PartitionMagic caused me some fun. When I joined (at Issue 8) we had a copy of v1 in the cupboard. Its native OS was OS/2 and nobody cared, I'm afraid. I read what it claimed and didn't believe it so I didn't try it.
Then v2 arrived. It ran on DOS. Repartitioning a hard disk when it was full of data? Preposterous! Impossible!
So I tried it. It worked. I wrote a rave review.
It prompted a reader letter.
"I think I've spotted your April Fool's piece. A DOS program that looks exactly like a Windows 95 app? Which can repartition a hard disk full of data? Written by someone whose name is an anagram of 'APRIL VENOM'? Do I win anything?"
He won a phonecall from me, but he did teach me an anagram of my name I never knew.
It led me to run a tip in the mag.

At the time, a 1.2 GB hard disk was the most common size (and a Quantum Fireball the fastest model for the money). Format that as a FAT16 drive and you got super-inefficient 16 kB clusters. (And in 1995 or early 1996, FAT16 was all you got.)

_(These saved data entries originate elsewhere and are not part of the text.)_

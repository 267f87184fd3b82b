//! Layer ARNs.
//!
//! A layer ARN looks like `arn:aws:lambda:us-east-1:123456789012:layer:name`
//! and a version ARN appends `:<version>`. Only the trailing segments are
//! interpreted; the partition, region and account are carried opaquely.

use std::fmt;
use std::str::FromStr;

use serde::{Deserialize, Serialize};

use crate::error::{LayerError, LayerResult};

/// Version-independent layer ARN.
#[derive(Debug, Clone, PartialEq, Eq, Hash, Serialize, Deserialize)]
#[serde(transparent)]
pub struct LayerArn(String);

impl LayerArn {
    /// Parse a layer ARN, requiring a non-empty trailing name segment.
    pub fn parse(arn: impl Into<String>) -> LayerResult<Self> {
        let arn = arn.into();
        match arn.rsplit_once(':') {
            Some((_, name)) if !name.is_empty() => Ok(Self(arn)),
            _ => Err(LayerError::InvalidArn(arn)),
        }
    }

    /// Build the ARN of layer `name` owned by `account` in `region`.
    #[must_use]
    pub fn from_parts(region: &str, account: &str, name: &str) -> Self {
        Self(format!("arn:aws:lambda:{region}:{account}:layer:{name}"))
    }

    /// Layer name (the last segment).
    #[must_use]
    pub fn name(&self) -> &str {
        self.0.rsplit(':').next().unwrap_or_default()
    }

    /// ARN of a specific version of this layer.
    #[must_use]
    pub fn version(&self, version: u64) -> LayerVersionArn {
        LayerVersionArn {
            arn: format!("{}:{version}", self.0),
            name_start: self.0.len() - self.name().len(),
            version,
        }
    }

    /// Get the ARN as a string slice.
    #[must_use]
    pub fn as_str(&self) -> &str {
        &self.0
    }
}

impl fmt::Display for LayerArn {
    fn fmt(&self, f: &mut fmt::Formatter<'_>) -> fmt::Result {
        write!(f, "{}", self.0)
    }
}

/// ARN of one immutable layer version.
///
/// The last two colon-delimited segments are `<layer-name>:<version-number>`.
#[derive(Debug, Clone, PartialEq, Eq, Hash)]
pub struct LayerVersionArn {
    arn: String,
    name_start: usize,
    version: u64,
}

impl LayerVersionArn {
    /// Parse a version ARN.
    ///
    /// Fails when there are fewer than two segments, the name is empty or the
    /// version is not a non-negative integer.
    pub fn parse(arn: impl Into<String>) -> LayerResult<Self> {
        let arn = arn.into();
        let Some((rest, version)) = arn.rsplit_once(':') else {
            return Err(LayerError::InvalidArn(arn));
        };
        if version.is_empty() || !version.bytes().all(|b| b.is_ascii_digit()) {
            return Err(LayerError::InvalidArn(arn));
        }
        let Ok(version) = version.parse::<u64>() else {
            return Err(LayerError::InvalidArn(arn));
        };
        let name_start = rest.rfind(':').map_or(0, |i| i + 1);
        if rest[name_start..].is_empty() {
            return Err(LayerError::InvalidArn(arn));
        }

        Ok(Self {
            arn,
            name_start,
            version,
        })
    }

    /// Layer name encoded in the ARN.
    #[must_use]
    pub fn name(&self) -> &str {
        let end = self.arn.len() - self.version_len() - 1;
        &self.arn[self.name_start..end]
    }

    /// Version number encoded in the ARN.
    #[must_use]
    pub const fn version(&self) -> u64 {
        self.version
    }

    /// The version-independent layer ARN.
    #[must_use]
    pub fn layer_arn(&self) -> LayerArn {
        let end = self.arn.len() - self.version_len() - 1;
        LayerArn(self.arn[..end].to_owned())
    }

    /// Get the ARN as a string slice.
    #[must_use]
    pub fn as_str(&self) -> &str {
        &self.arn
    }

    fn version_len(&self) -> usize {
        self.arn.len() - self.arn.rfind(':').map_or(0, |i| i + 1)
    }
}

impl fmt::Display for LayerVersionArn {
    fn fmt(&self, f: &mut fmt::Formatter<'_>) -> fmt::Result {
        write!(f, "{}", self.arn)
    }
}

impl FromStr for LayerVersionArn {
    type Err = LayerError;

    fn from_str(s: &str) -> Result<Self, Self::Err> {
        Self::parse(s)
    }
}

impl Serialize for LayerVersionArn {
    fn serialize<S: serde::Serializer>(&self, serializer: S) -> Result<S::Ok, S::Error> {
        serializer.serialize_str(&self.arn)
    }
}

impl<'de> Deserialize<'de> for LayerVersionArn {
    fn deserialize<D: serde::Deserializer<'de>>(deserializer: D) -> Result<Self, D::Error> {
        let raw = String::deserialize(deserializer)?;
        Self::parse(raw).map_err(serde::de::Error::custom)
    }
}

#[cfg(test)]
#[allow(clippy::unwrap_used)]
mod tests {
    use super::*;

    const LAYER: &str = "arn:aws:lambda:us-east-1:123456789012:layer:my-layer";

    #[test]
    fn parses_name_and_version() {
        let arn = LayerVersionArn::parse(format!("{LAYER}:7")).unwrap();
        assert_eq!(arn.name(), "my-layer");
        assert_eq!(arn.version(), 7);
        assert_eq!(arn.layer_arn().as_str(), LAYER);
    }

    #[test]
    fn parses_bare_name_version_pair() {
        let arn = LayerVersionArn::parse("deps:12").unwrap();
        assert_eq!(arn.name(), "deps");
        assert_eq!(arn.version(), 12);
    }

    #[test]
    fn rejects_malformed_version_arns() {
        for raw in [
            "",
            "no-colons",
            "layer:",
            "layer:abc",
            ":3",
            "a::3",
            "layer:-1",
            "layer:+1",
            "layer: 1",
            "layer:1a",
        ] {
            assert!(
                matches!(LayerVersionArn::parse(raw), Err(LayerError::InvalidArn(_))),
                "{raw} should not parse"
            );
        }
    }

    #[test]
    fn layer_arn_from_parts() {
        let layer = LayerArn::from_parts("us-east-1", "123456789012", "my-layer");
        assert_eq!(layer.as_str(), LAYER);
        assert_eq!(layer.name(), "my-layer");
    }

    #[test]
    fn layer_arn_builds_version_arns() {
        let layer = LayerArn::parse(LAYER).unwrap();
        assert_eq!(layer.name(), "my-layer");

        let v3 = layer.version(3);
        assert_eq!(v3.as_str(), format!("{LAYER}:3"));
        assert_eq!(v3.name(), "my-layer");
        assert_eq!(v3.version(), 3);
        assert_eq!(v3, LayerVersionArn::parse(format!("{LAYER}:3")).unwrap());
    }

    #[test]
    fn version_arn_serde_round_trips_as_string() {
        let arn = LayerVersionArn::parse(format!("{LAYER}:1")).unwrap();
        let json = serde_json::to_string(&arn).unwrap();
        assert_eq!(json, format!("\"{LAYER}:1\""));

        let bad: Result<LayerVersionArn, _> = serde_json::from_str("\"nope\"");
        assert!(bad.is_err());
    }
}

With PartitionMagic, you could take 200 MB off the end, make it into a 2nd partition, and still fit more onto the C: drive because of far more efficient 8 kB clusters. If you didn't have PQMagic you could partition the disk that way before installing. The only key thing was that C: was less than 1 GB. 0.99 GB was fine.
I suggested putting the swap file on D: -- you saved space and reduced fragmentation.
One of our favourite suppliers, Panrix, questioned this. They reckoned that having the swap file on the outer, longer tracks of the drive made it slower, due to slower access times and slower transfer speeds. They were adamant.
So I got them to bring in a new, virgin PC with Windows 95A, I benchmarked it with a single big, inefficient C: partition, then I repartitioned it, put the swapfile on the new D: drive, and benchmarked it again. It was the same to 2 decimal places, and the C drive had about 250MB more free space.